L’avenir des éoliennes en fin de vie se dessine aujourd’hui avec clarté. La France s’aligne sur l’élan européen dans la course à l’indépendance énergétique et la neutralité carbone. Ces géants de l’air ne se contentent plus de tourner leurs pales en direction du vent, mais vers un avenir plus vert. De nombreux pays ont rejoint le mouvement, développant des techniques innovantes pour créer des éoliennes 100 % recyclables. Les Etats-Unis ont par exemple initié le « prix du recyclage des matériaux des éoliennes » pour encourager leurs chercheurs à se dépasser pour trouver des solutions durables. Il s’agit plutôt d’une aubaine pour la France. En collaborant avec ses voisins innovants, notre pays peut s’ouvrir aux nouveautés scientifiques pour améliorer son arsenal technologique. L’engagement de la France et de ses partenaires européens pour donner une seconde vie aux éoliennes envoie un signal fort aux sociétés mondiales : la durabilité n’est pas une limite, mais bien un horizon des possibles. Le secteur de l’éolien ne connaît pas de frontières. Le croisement des expertises et notre ambition commune pour une économie circulaire de l’éolien nous rapproche de nos objectifs. Aujourd’hui nous sommes témoins d’une prise de conscience mondiale, une volonté collective d’agir de manière responsable, et cela est rassurant pour l’avenir de notre planète, « car celui qui n’y prête plus attention et ne sait plus qu’il habite un navire (la Terre) […] verra bientôt sourdre la mer dont la vague lavera ses jeux imbéciles. » (Antoine-Saint Exupéry – Citadelle, 1948).

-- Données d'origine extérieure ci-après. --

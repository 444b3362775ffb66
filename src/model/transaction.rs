use crate::model::{
    parse_amount, parse_date, RawRecord, Record, ACCOUNT_NAME, AMOUNT, CATEGORY, DATE,
    DATE_FORMAT, DESCRIPTION, LABELS, NOTES, ORIGINAL_DESCRIPTION, TRANSACTION_TYPE,
};
use crate::Result;
use chrono::NaiveDate;
use serde::{Serialize, Serializer};
use std::borrow::Cow;

/// A normalized Mint transaction: `Date` and `Amount` are parsed, every other field borrows its
/// text from the `RawRecord` it was created from.
#[derive(Debug, Clone, Copy, PartialEq, Serialize)]
pub struct Transaction<'a> {
    #[serde(rename = "Date", serialize_with = "serialize_date")]
    date: NaiveDate,
    #[serde(rename = "Description")]
    description: &'a str,
    #[serde(rename = "Original Description")]
    original_description: &'a str,
    #[serde(rename = "Amount")]
    amount: f64,
    #[serde(rename = "Transaction Type")]
    transaction_type: &'a str,
    #[serde(rename = "Category")]
    category: &'a str,
    #[serde(rename = "Account Name")]
    account_name: &'a str,
    #[serde(rename = "Labels")]
    labels: &'a str,
    #[serde(rename = "Notes")]
    notes: &'a str,
}

impl<'a> Transaction<'a> {
    /// Converts a raw record into a typed transaction.
    ///
    /// # Errors
    /// - `Error::MissingField` if any of the nine Mint fields is absent.
    /// - `Error::Format` if `Date` is not `MM/DD/YYYY` or `Amount` is not a number.
    pub fn normalize(raw: &'a RawRecord) -> Result<Self> {
        let text = |name: &str| raw.get(name).ok_or_else(|| crate::Error::missing_field(name));
        Ok(Self {
            date: parse_date(text(DATE)?)?,
            description: text(DESCRIPTION)?,
            original_description: text(ORIGINAL_DESCRIPTION)?,
            amount: parse_amount(text(AMOUNT)?)?,
            transaction_type: text(TRANSACTION_TYPE)?,
            category: text(CATEGORY)?,
            account_name: text(ACCOUNT_NAME)?,
            labels: text(LABELS)?,
            notes: text(NOTES)?,
        })
    }

    pub fn date(&self) -> NaiveDate {
        self.date
    }

    pub fn description(&self) -> &'a str {
        self.description
    }

    pub fn original_description(&self) -> &'a str {
        self.original_description
    }

    pub fn amount(&self) -> f64 {
        self.amount
    }

    pub fn transaction_type(&self) -> &'a str {
        self.transaction_type
    }

    pub fn category(&self) -> &'a str {
        self.category
    }

    pub fn account_name(&self) -> &'a str {
        self.account_name
    }

    pub fn labels(&self) -> &'a str {
        self.labels
    }

    pub fn notes(&self) -> &'a str {
        self.notes
    }
}

impl<'a> TryFrom<&'a RawRecord> for Transaction<'a> {
    type Error = crate::Error;

    fn try_from(raw: &'a RawRecord) -> Result<Self> {
        Transaction::normalize(raw)
    }
}

/// `Date` reads back as `MM/DD/YYYY` and `Amount` as the shortest text that parses to the same
/// number, so `4.50` in the source reads back as `4.5`.
impl Record for Transaction<'_> {
    fn field(&self, name: &str) -> Option<Cow<'_, str>> {
        let value = match name {
            DATE => return Some(Cow::Owned(self.date.format(DATE_FORMAT).to_string())),
            AMOUNT => return Some(Cow::Owned(self.amount.to_string())),
            DESCRIPTION => self.description,
            ORIGINAL_DESCRIPTION => self.original_description,
            TRANSACTION_TYPE => self.transaction_type,
            CATEGORY => self.category,
            ACCOUNT_NAME => self.account_name,
            LABELS => self.labels,
            NOTES => self.notes,
            _ => return None,
        };
        Some(Cow::Borrowed(value))
    }

    fn date(&self) -> Result<NaiveDate> {
        Ok(self.date)
    }

    fn amount(&self) -> Result<f64> {
        Ok(self.amount)
    }
}

fn serialize_date<S>(date: &NaiveDate, serializer: S) -> std::result::Result<S::Ok, S::Error>
where
    S: Serializer,
{
    serializer.collect_str(&date.format(DATE_FORMAT))
}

Une dernière question se pose : l’éolien est-il la seule source d’énergie verte viable ? Comment se dessine concrètement l’avenir de l’éolien en France ? « Pas de vent, pas d’énergie. Les sites de vent sont toujours au même endroit, de nombreux confrères construisent dans les mêmes lieux, donc il y a une saturation des espaces. Le tout éolien n’est pas une solution. Le mix énergétique l’est. » Il s’agit peut-être de la solution pour faire figurer la France parmi les fleurons mondiaux de l’énergie verte. Peut-être que l’heure est enfin à l’hybridation des énergies.